This is me on the beach during my recent trip to California.
It was so fun. I want to live there.
After reading my last post, unfortunately, I'm at approximately the same place in life-- unfortunately.
Life rolls on though, and I've taken a new interest in Yoga-- which feels great and seems to do good things for my body and my stress level, which is good.
That's where I'm at.
Friday, September 29, 2006
I've been struggling recently to balance things. I love my work... even though I feel like I am there way too much-- but, it's homework, sleep, and school that I feel so overwhelmed about. Much of it probably has to do with the fact that I seem to have alltogether too much homework. I mean, yes, I'm in graduate school and all, but I am working pretty hard. Harder, I think than I needed to work last year, though, this would make good sense, since I'm a year and a half into graduate school, and I guess it should be harder.

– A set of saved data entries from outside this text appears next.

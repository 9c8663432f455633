use colgados_web::{ColgadosState, Config, colgados_router, db::ColgadosStorage};
use mimalloc::MiMalloc;
use tokio::net::TcpListener;
use tracing::{info, warn};
use tracing_subscriber::{EnvFilter, layer::SubscriberExt, util::SubscriberInitExt};

#[global_allocator]
static GLOBAL: MiMalloc = MiMalloc;

fn redacted(secret: &str) -> &'static str {
    if secret.is_empty() { "<unset>" } else { "<set>" }
}

#[tokio::main]
async fn main() -> Result<(), Box<dyn std::error::Error>> {
    dotenvy::dotenv().ok();

    let cfg = Config::load()?;

    let env_filter =
        EnvFilter::try_from_default_env().unwrap_or_else(|_| EnvFilter::new(cfg.loglevel.clone()));
    tracing_subscriber::registry()
        .with(env_filter)
        .with(
            tracing_subscriber::fmt::layer()
                .with_level(true)
                .with_target(false),
        )
        .init();

    info!(
        database_url = %cfg.database_url,
        loglevel = %cfg.loglevel,
        plex_endpoint = %cfg.plex_endpoint,
        sharepoint_site = %cfg.sharepoint_site_url,
        secret_key = redacted(&cfg.secret_key),
        plex_token = redacted(&cfg.plex_token),
        sharepoint_pass = redacted(&cfg.sharepoint_pass),
    );
    if cfg.insecure_cookie {
        warn!("session cookies are sent without the Secure attribute");
    }

    let storage = ColgadosStorage::connect(&cfg.sqlx_database_url(), cfg.db_max_connections).await?;

    let addr = cfg.listen_addr.clone();
    let state = ColgadosState::new(storage, cfg)?;
    let app = colgados_router(state);

    let listener = TcpListener::bind(&addr).await?;
    info!("HTTP server listening on {}", addr);
    axum::serve(listener, app)
        .with_graceful_shutdown(shutdown_signal())
        .await?;
    Ok(())
}

async fn shutdown_signal() {
    if let Err(e) = tokio::signal::ctrl_c().await {
        warn!(error = %e, "failed to listen for ctrl-c");
        std::future::pending::<()>().await;
    }
    info!("shutting down");
}
//! The five-step publishing run.
//!
//! 1. **News**: fetch the latest headlines
//! 2. **Generation**: turn them into an article (or use the placeholder)
//! 3. **Keywords**: take the model's, or extract them from the headlines
//! 4. **Image**: search for a cover (or use the default)
//! 5. **Publish**: upload the cover and create the post
//!
//! Every step has a fallback, so [`run`] always returns a report.

use crate::api::ChatCompletionClient;
use crate::config::Config;
use crate::generator::generate_article;
use crate::images::{ImageFinder, MAX_KEYWORDS, extract_keywords};
use crate::models::{GeneratedArticle, NewsItem, RunReport};
use crate::news::NewsFetcher;
use crate::publish::Publisher;
use crate::utils::dated_title;
use chrono::Local;
use itertools::Itertools;
use reqwest::Client;
use tracing::{info, instrument, warn};

/// Execute one run against the services in `config`.
#[instrument(level = "info", skip_all)]
pub async fn run(config: &Config, client: &Client) -> RunReport {
    let news = NewsFetcher::new(client, &config.news).fetch().await;

    let article = if news.is_empty() {
        warn!("No news available; skipping generation and using placeholder article");
        GeneratedArticle::placeholder()
    } else {
        let asker = ChatCompletionClient::new(client, &config.llm);
        generate_article(&asker, &news).await
    };

    let keywords = choose_keywords(&article, &news);
    info!(?keywords, "Image keywords");
    let image = ImageFinder::new(client, &config.images)
        .find(&keywords)
        .await;

    let title = article
        .title
        .clone()
        .unwrap_or_else(|| dated_title(Local::now().date_naive()));

    let outcome = Publisher::new(client, &config.cms)
        .publish(&title, &article.body, &image)
        .await;

    RunReport {
        title,
        news_count: news.len(),
        used_placeholder: article.is_placeholder(),
        image,
        media_id: outcome.media_id,
        post_id: outcome.post_id,
    }
}

/// Model keywords win; otherwise extract them from the headline text.
pub fn choose_keywords(article: &GeneratedArticle, news: &[NewsItem]) -> Vec<String> {
    if !article.keywords.is_empty() {
        return article.keywords.clone();
    }
    let text = news.iter().map(NewsItem::as_line).join(" ");
    extract_keywords(&text, MAX_KEYWORDS)
}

Work. Work is blissful. I often find myself saying outloud, "Ha, and I'm getting paid to be this entertained." The kids in the dorm at the arts high continuously delight me. They're so talented, so funny, so damn cute. I love them. I love my job-- even though I work weird hours and will never meet anyone because I work when people my age socialize... whatever. You can't have it all, right?
My roommate is in love. I'm happy for her. Now, if only I could join the ranks. (though, I'm working on it-- match.com, baby!)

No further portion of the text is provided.